The ocean offers models and possibilities for lifesaving medicines, as well as critical early warnings.
For example, Giant marine viruses — genomic leviathans when compared to other viruses — may hold clues to gene transfer and cancer evolution. Or consider the sea slug Aplysia, of which the Rosenstiel School is the largest worldwide resource. Specimens supplied by the Rosenstiel School were crucial to Nobel Prize-winning research into memory; the slug now serves as a model for Alzheimer’s disease and stroke survival in humans.
Ocean research is also inspiring new ways to think about burn treatments and wound healing as researchers examine how anemones regenerate without scars. Other research is looking into cobia, a fish that has high lipid and fat contents that are ideal for those healing from cancer treatment. It’s already being used to feed UM’s student athletes in the athletic dining hall.
Rewriting the Script of Biomedical Research
For this kind of research, proximity matters. From Rosenstiel’s dock, Dr. Schmale can collect damselfish via a 20-minute boat ride. But location alone doesn’t fuel discovery.
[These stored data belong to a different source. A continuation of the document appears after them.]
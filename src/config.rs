use std::env;

use anyhow::Result;

/// Central configuration loaded from environment variables.
///
/// All secrets come from env vars (never hardcoded). The .env file is
/// loaded automatically at startup via dotenvy.
pub struct Config {
    pub database_url: String,
    pub db_path: String,
    pub webhook_secret: String,
    pub webhook_bearer_token: String,
    pub token_encryption_key: String,

    pub webhook_auth_method: WebhookAuthMethod,
    pub webhook_max_retries: u32,
    pub webhook_timeout_secs: u64,
    pub webhook_exponential_backoff: bool,

    pub bot_detection_enabled: bool,
    pub min_behavior_score: f64,
    pub dashboard_refresh_seconds: u64,
    pub fake_referral_grace_hours: i64,

    /// Outbound BSE forward target. Empty disables forwarding.
    pub bse_webhook_url: String,
}

#[derive(Debug, Clone, Copy, PartialEq, Eq)]
pub enum WebhookAuthMethod {
    Signature,
    Token,
}

impl WebhookAuthMethod {
    pub fn as_str(&self) -> &'static str {
        match self {
            WebhookAuthMethod::Signature => "signature",
            WebhookAuthMethod::Token => "token",
        }
    }
}

impl Config {
    /// Load configuration from environment variables.
    ///
    /// Only `db_path` and the documented defaults below are optional —
    /// the webhook secret/token and token-encryption key are required
    /// for anything beyond `init` and `status`; check with `require_*`.
    pub fn load() -> Result<Self> {
        let webhook_auth_method = match env::var("WEBHOOK_AUTH_METHOD")
            .unwrap_or_else(|_| "signature".to_string())
            .as_str()
        {
            "token" => WebhookAuthMethod::Token,
            _ => WebhookAuthMethod::Signature,
        };

        Ok(Self {
            database_url: env::var("DATABASE_URL").unwrap_or_default(),
            db_path: env::var("SENTRYGATE_DB_PATH").unwrap_or_else(|_| "./sentrygate.db".to_string()),
            webhook_secret: env::var("WEBHOOK_SECRET").unwrap_or_default(),
            webhook_bearer_token: env::var("WEBHOOK_BEARER_TOKEN").unwrap_or_default(),
            token_encryption_key: env::var("TOKEN_ENCRYPTION_KEY").unwrap_or_default(),

            webhook_auth_method,
            webhook_max_retries: env::var("WEBHOOK_MAX_RETRIES")
                .ok()
                .and_then(|v| v.parse().ok())
                .unwrap_or(3),
            webhook_timeout_secs: env::var("WEBHOOK_TIMEOUT")
                .ok()
                .and_then(|v| v.parse().ok())
                .unwrap_or(10),
            webhook_exponential_backoff: env::var("WEBHOOK_EXPONENTIAL_BACKOFF")
                .ok()
                .map(|v| v == "true" || v == "1")
                .unwrap_or(true),

            bot_detection_enabled: env::var("BOT_DETECTION_ENABLED")
                .ok()
                .map(|v| v != "false" && v != "0")
                .unwrap_or(true),
            min_behavior_score: env::var("MIN_BEHAVIOR_SCORE")
                .ok()
                .and_then(|v| v.parse().ok())
                .unwrap_or(60.0),
            dashboard_refresh_seconds: env::var("DASHBOARD_REFRESH_SECONDS")
                .ok()
                .and_then(|v| v.parse().ok())
                .unwrap_or(30),
            fake_referral_grace_hours: env::var("FAKE_REFERRAL_GRACE_HOURS")
                .ok()
                .and_then(|v| v.parse().ok())
                .unwrap_or(24),

            bse_webhook_url: env::var("WEBHOOK_URL").unwrap_or_default(),
        })
    }

    /// Check that a webhook auth secret/token is configured for the
    /// selected auth method. Call this before serving ingress traffic.
    pub fn require_webhook_auth(&self) -> Result<()> {
        match self.webhook_auth_method {
            WebhookAuthMethod::Signature if self.webhook_secret.is_empty() => {
                anyhow::bail!(
                    "WEBHOOK_SECRET not set. Add it to your .env file.\n\
                     See .env.example for the required variables."
                );
            }
            WebhookAuthMethod::Token if self.webhook_bearer_token.is_empty() => {
                anyhow::bail!(
                    "WEBHOOK_BEARER_TOKEN not set. Add it to your .env file.\n\
                     See .env.example for the required variables."
                );
            }
            _ => {}
        }
        Ok(())
    }

    /// Check that the token-encryption key is configured.
    pub fn require_token_encryption_key(&self) -> Result<()> {
        if self.token_encryption_key.is_empty() {
            anyhow::bail!(
                "TOKEN_ENCRYPTION_KEY not set. Add it to your .env file.\n\
                 See .env.example for the required variables."
            );
        }
        Ok(())
    }
}

// Allow the status module (in the library crate) to read db_path
// without depending on this binary-only config module.
impl sentrygate::status::HasDbPath for Config {
    fn db_path(&self) -> &str {
        &self.db_path
    }
}
// Passkey format `<scope>:<hex-mac>:<unix-ts>`, grounded in
// `original_source/src/agk.py`'s `PasskeyGenerator` (same three-part
// colon format, same 24h expiry, same HMAC-over-identity-string shape).
// MAC verification uses the shared constant-time comparison
// (`crypto::hmac_verify`) rather than reimplementing it here.

use chrono::{DateTime, TimeZone, Utc};

use crate::crypto;
use crate::model::{Passkey, PasskeyScope};

pub const EXPIRY_HOURS: i64 = 24;

/// Parses a raw `<scope>:<mac>:<unix-ts>` string. Does not check expiry
/// or verify the MAC — see `is_valid`/`verify`.
pub fn parse(raw: &str) -> Option<Passkey> {
    let mut parts = raw.splitn(3, ':');
    let scope = PasskeyScope::parse(parts.next()?)?;
    let mac = parts.next()?.to_string();
    let ts: i64 = parts.next()?.parse().ok()?;
    if parts.next().is_some() {
        return None;
    }
    let issued_at = Utc.timestamp_opt(ts, 0).single()?;
    Some(Passkey { scope, mac, issued_at })
}

/// `now - issued_at < expiry_hours` — the only check AGK's baseline
/// decision (§4.5 step 3) requires before trusting a passkey's
/// embedded access level.
pub fn is_valid(passkey: &Passkey, now: DateTime<Utc>, expiry_hours: i64) -> bool {
    now.signed_duration_since(passkey.issued_at) < chrono::Duration::hours(expiry_hours)
}

/// Verifies the MAC against `secret` for the given `user_id`, constant-time.
pub fn verify(passkey: &Passkey, secret: &str, user_id: &str) -> bool {
    let payload = format!("{}:{}:{}", passkey.scope.as_str(), user_id, passkey.issued_at.timestamp());
    crypto::hmac_verify(secret, &payload, &passkey.mac)
}

/// Issues a new passkey string for `user_id` under `scope`, signed with
/// `secret`.
pub fn issue(scope: PasskeyScope, secret: &str, user_id: &str, issued_at: DateTime<Utc>) -> String {
    let ts = issued_at.timestamp();
    let payload = format!("{}:{}:{}", scope.as_str(), user_id, ts);
    let mac = crypto::hmac_sign(secret, &payload);
    format!("{}:{}:{}", scope.as_str(), mac, ts)
}

#[cfg(test)]
mod tests {
    use super::*;

    #[test]
    fn test_issue_then_parse_roundtrips() {
        let now = Utc::now();
        let raw = issue(PasskeyScope::Wallet, "secret", "u1", now);
        let parsed = parse(&raw).expect("parses");
        assert_eq!(parsed.scope, PasskeyScope::Wallet);
        assert_eq!(parsed.issued_at.timestamp(), now.timestamp());
    }

    #[test]
    fn test_issue_then_verify_succeeds() {
        let now = Utc::now();
        let raw = issue(PasskeyScope::Session, "secret", "u1", now);
        let parsed = parse(&raw).unwrap();
        assert!(verify(&parsed, "secret", "u1"));
        assert!(!verify(&parsed, "wrong-secret", "u1"));
        assert!(!verify(&parsed, "secret", "other-user"));
    }

    #[test]
    fn test_malformed_passkey_fails_to_parse() {
        assert!(parse("not-enough-parts").is_none());
        assert!(parse("unknown_scope:mac:1234").is_none());
        assert!(parse("wallet:mac:not-a-number").is_none());
    }

    #[test]
    fn test_expiry_boundary() {
        let now = Utc::now();
        let fresh = Passkey { scope: PasskeyScope::Wallet, mac: "m".into(), issued_at: now - chrono::Duration::hours(23) };
        let stale = Passkey { scope: PasskeyScope::Wallet, mac: "m".into(), issued_at: now - chrono::Duration::hours(25) };
        assert!(is_valid(&fresh, now, EXPIRY_HOURS));
        assert!(!is_valid(&stale, now, EXPIRY_HOURS));
    }
}
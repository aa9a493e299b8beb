// Database layer — SQLite (default) or PostgreSQL storage for the trust
// pipeline's persisted state.
//
// We use rusqlite with the "bundled" feature so there's no system SQLite
// dependency. The database file lives wherever SENTRYGATE_DB_PATH points
// (defaults to ./sentrygate.db).

pub mod queries;
pub mod schema;
pub mod sqlite;
pub mod traits;

#[cfg(feature = "postgres")]
pub mod postgres;

use anyhow::{Context, Result};
use rusqlite::Connection;
use std::path::Path;

pub use traits::Database;

/// Open (or create) the database and run migrations.
///
/// This is the main entry point — called by `sentrygate init` and by any
/// command that needs database access.
pub fn initialize(db_path: &str) -> Result<Connection> {
    if let Some(parent) = Path::new(db_path).parent() {
        if !parent.as_os_str().is_empty() {
            std::fs::create_dir_all(parent)
                .with_context(|| format!("Failed to create directory for database: {}", db_path))?;
        }
    }

    let conn = Connection::open(db_path)
        .with_context(|| format!("Failed to open database at {}", db_path))?;

    // Enable WAL mode for better concurrent read performance
    conn.pragma_update(None, "journal_mode", "WAL")?;

    schema::create_tables(&conn)?;

    Ok(conn)
}

/// Open an existing database (fails if it doesn't exist yet).
pub fn open(db_path: &str) -> Result<Connection> {
    if !Path::new(db_path).exists() {
        anyhow::bail!(
            "Database not found at {}. Run `sentrygate init` first.",
            db_path
        );
    }

    let conn = Connection::open(db_path)
        .with_context(|| format!("Failed to open database at {}", db_path))?;

    conn.pragma_update(None, "journal_mode", "WAL")?;

    Ok(conn)
}
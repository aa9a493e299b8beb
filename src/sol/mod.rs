// Scheduled Operations Layer — a cooperative minute-resolution loop that
// fires three wall-clock-triggered jobs, grounded in the teacher's
// `web::scan_job::launch_scan`/`ScanStatus` shape (a spawned background
// task reporting through shared state) generalized from "one
// user-triggered scan" to "three scheduled jobs with overlap guards."
//
// No cron crate: the teacher never schedules anything itself, so a plain
// `tokio::time::interval` tick compared against each job's next-fire
// time is the idiomatic minimal fit.

pub mod jobs;

use std::collections::HashSet;
use std::sync::Arc;

use chrono::{Datelike, Timelike, Utc};
use tokio::sync::Mutex;
use tokio::time::{interval, Duration as TokioDuration};
use tracing::{info, warn};

use crate::db::Database;
use crate::model::{JobLog, JobStatus};
use crate::retry::BackoffConfig;

const TICK_INTERVAL_SECS: u64 = 60;

/// Tracks which jobs are currently in flight so a slow run doesn't
/// overlap with its own next scheduled firing.
#[derive(Default)]
pub struct InFlightGuard {
    running: Mutex<HashSet<&'static str>>,
}

impl InFlightGuard {
    async fn try_enter(&self, job_name: &'static str) -> bool {
        let mut running = self.running.lock().await;
        running.insert(job_name)
    }

    async fn leave(&self, job_name: &'static str) {
        self.running.lock().await.remove(job_name);
    }
}

fn is_daily_due(now: chrono::DateTime<Utc>) -> bool {
    now.hour() == 0 && now.minute() == 1
}

fn is_weekly_due(now: chrono::DateTime<Utc>) -> bool {
    now.weekday() == chrono::Weekday::Mon && now.hour() == 0 && now.minute() == 10
}

fn is_hourly_due(now: chrono::DateTime<Utc>) -> bool {
    now.minute() == 0
}

#[derive(Debug, Clone, Copy)]
enum JobKind {
    Daily,
    Weekly,
    Hourly,
}

impl JobKind {
    fn name(self) -> &'static str {
        match self {
            JobKind::Daily => "daily_bse_recalculation",
            JobKind::Weekly => "weekly_challenges_and_reset",
            JobKind::Hourly => "hourly_flagged_user_detection",
        }
    }
}

/// Runs forever, waking once a minute. Intended to be spawned as its own
/// tokio task from `main`.
pub async fn run_scheduler(db: Arc<dyn Database>, backoff: BackoffConfig) {
    let guard = Arc::new(InFlightGuard::default());
    let mut ticker = interval(TokioDuration::from_secs(TICK_INTERVAL_SECS));

    loop {
        ticker.tick().await;
        let now = Utc::now();

        if is_daily_due(now) {
            dispatch(db.clone(), guard.clone(), backoff, JobKind::Daily);
        }
        if is_weekly_due(now) {
            dispatch(db.clone(), guard.clone(), backoff, JobKind::Weekly);
        }
        if is_hourly_due(now) {
            dispatch(db.clone(), guard.clone(), backoff, JobKind::Hourly);
        }
    }
}

fn dispatch(db: Arc<dyn Database>, guard: Arc<InFlightGuard>, backoff: BackoffConfig, kind: JobKind) {
    let job_name = kind.name();
    tokio::spawn(async move {
        if !guard.try_enter(job_name).await {
            warn!(job_name, "previous run still in flight, skipping this firing");
            let skip = JobLog {
                job_name: job_name.to_string(),
                timestamp: Utc::now(),
                status: JobStatus::SkippedOverlap,
                error: None,
                metadata: serde_json::json!({}),
            };
            let _ = db.insert_job_log(&skip).await;
            return;
        }

        let result = match kind {
            JobKind::Daily => jobs::daily_bse_recalculation(db.as_ref(), backoff).await,
            JobKind::Weekly => jobs::weekly_challenges_and_reset(db.as_ref(), backoff).await,
            JobKind::Hourly => jobs::hourly_flagged_user_detection(db.as_ref(), backoff).await,
        };

        match result {
            Ok(log) => info!(job_name, status = ?log.status, "scheduled job finished"),
            Err(err) => warn!(job_name, error = %err, "scheduled job returned an error"),
        }

        guard.leave(job_name).await;
    });
}

#[cfg(test)]
mod tests {
    use super::*;
    use chrono::TimeZone;

    #[test]
    fn test_daily_due_window() {
        let due = Utc.with_ymd_and_hms(2026, 1, 5, 0, 1, 0).unwrap();
        let not_due = Utc.with_ymd_and_hms(2026, 1, 5, 0, 2, 0).unwrap();
        assert!(is_daily_due(due));
        assert!(!is_daily_due(not_due));
    }

    #[test]
    fn test_weekly_due_only_on_monday() {
        let monday = Utc.with_ymd_and_hms(2026, 1, 5, 0, 10, 0).unwrap();
        let tuesday = Utc.with_ymd_and_hms(2026, 1, 6, 0, 10, 0).unwrap();
        assert!(is_weekly_due(monday));
        assert!(!is_weekly_due(tuesday));
    }

    #[test]
    fn test_hourly_due_at_top_of_hour() {
        let top = Utc.with_ymd_and_hms(2026, 1, 5, 14, 0, 0).unwrap();
        let mid = Utc.with_ymd_and_hms(2026, 1, 5, 14, 30, 0).unwrap();
        assert!(is_hourly_due(top));
        assert!(!is_hourly_due(mid));
    }

    #[tokio::test]
    async fn test_in_flight_guard_rejects_reentry() {
        let guard = InFlightGuard::default();
        assert!(guard.try_enter("job").await);
        assert!(!guard.try_enter("job").await);
        guard.leave("job").await;
        assert!(guard.try_enter("job").await);
    }
}
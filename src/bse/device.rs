// Step 6: device consistency — penalize a user-agent or device hash that
// doesn't match the dominant one seen in the recent-activity window.

use std::collections::HashMap;

use crate::model::FingerprintRecord;

const DEVICE_CHURN_THRESHOLD: usize = 3;

pub fn score(current_user_agent: &str, recent: &[FingerprintRecord]) -> (f64, Vec<&'static str>) {
    if recent.is_empty() {
        return (0.0, vec![]);
    }

    let mut delta = 0.0;
    let mut flags = Vec::new();

    let dominant_ua = most_common(recent.iter().map(|r| r.user_agent.as_str()));
    if let Some(dominant) = dominant_ua {
        if dominant != current_user_agent {
            delta -= 10.0;
            flags.push("device_inconsistency");
        }
    }

    let distinct_devices: std::collections::HashSet<&str> =
        recent.iter().map(|r| r.device_hash.as_str()).collect();
    if distinct_devices.len() >= DEVICE_CHURN_THRESHOLD {
        delta -= 15.0;
        flags.push("device_churn");
    }

    (delta, flags)
}

fn most_common<'a, I: Iterator<Item = &'a str>>(items: I) -> Option<&'a str> {
    let mut counts: HashMap<&str, u32> = HashMap::new();
    for item in items {
        *counts.entry(item).or_insert(0) += 1;
    }
    counts.into_iter().max_by_key(|(_, n)| *n).map(|(k, _)| k)
}
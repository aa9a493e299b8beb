// Per-key fixed-window rate limiter. Grounded in
// `toxicity::rate_limiter::RateLimiter`'s `Arc<Mutex<inner>>` shape,
// generalized from one global waiter to many independently-tracked keys
// (remote addresses) that reject instead of blocking once exhausted —
// §5's "per-key mutual exclusion suffices" requirement.

use std::collections::HashMap;
use std::sync::Arc;

use tokio::sync::Mutex;
use tokio::time::{Duration, Instant};

#[derive(Clone)]
pub struct RateLimiter {
    inner: Arc<Mutex<HashMap<String, Vec<Instant>>>>,
    limit: u32,
    window: Duration,
}

impl RateLimiter {
    pub fn new(limit: u32, window: Duration) -> Self {
        Self { inner: Arc::new(Mutex::new(HashMap::new())), limit, window }
    }

    pub fn per_hour(limit: u32) -> Self {
        Self::new(limit, Duration::from_secs(3600))
    }

    /// Records a request for `key`. Returns `true` if it's allowed,
    /// `false` if `key` is already at its limit within the window.
    pub async fn check(&self, key: &str) -> bool {
        let mut state = self.inner.lock().await;
        let now = Instant::now();
        let entry = state.entry(key.to_string()).or_default();
        entry.retain(|&seen| now.duration_since(seen) < self.window);

        if entry.len() as u32 >= self.limit {
            return false;
        }
        entry.push(now);
        true
    }
}

#[cfg(test)]
mod tests {
    use super::*;

    #[tokio::test]
    async fn test_allows_up_to_limit() {
        let limiter = RateLimiter::new(2, Duration::from_secs(60));
        assert!(limiter.check("1.2.3.4").await);
        assert!(limiter.check("1.2.3.4").await);
        assert!(!limiter.check("1.2.3.4").await);
    }

    #[tokio::test]
    async fn test_keys_are_independent() {
        let limiter = RateLimiter::new(1, Duration::from_secs(60));
        assert!(limiter.check("a").await);
        assert!(limiter.check("b").await);
        assert!(!limiter.check("a").await);
    }
}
For Dr. Lombard, the work is early-stage, aspirational and urgently in need of funding. Grant applications have been submitted, but philanthropy could accelerate progress.
From the damselfish’s mitochondria to the ocean’s vast genetic vault and environment, UM scientists are rewriting the script of biomedical research. The answers to treating cancer and neurodegeneration may not lie in a petri dish alone. They may be swimming beneath the waves where we live.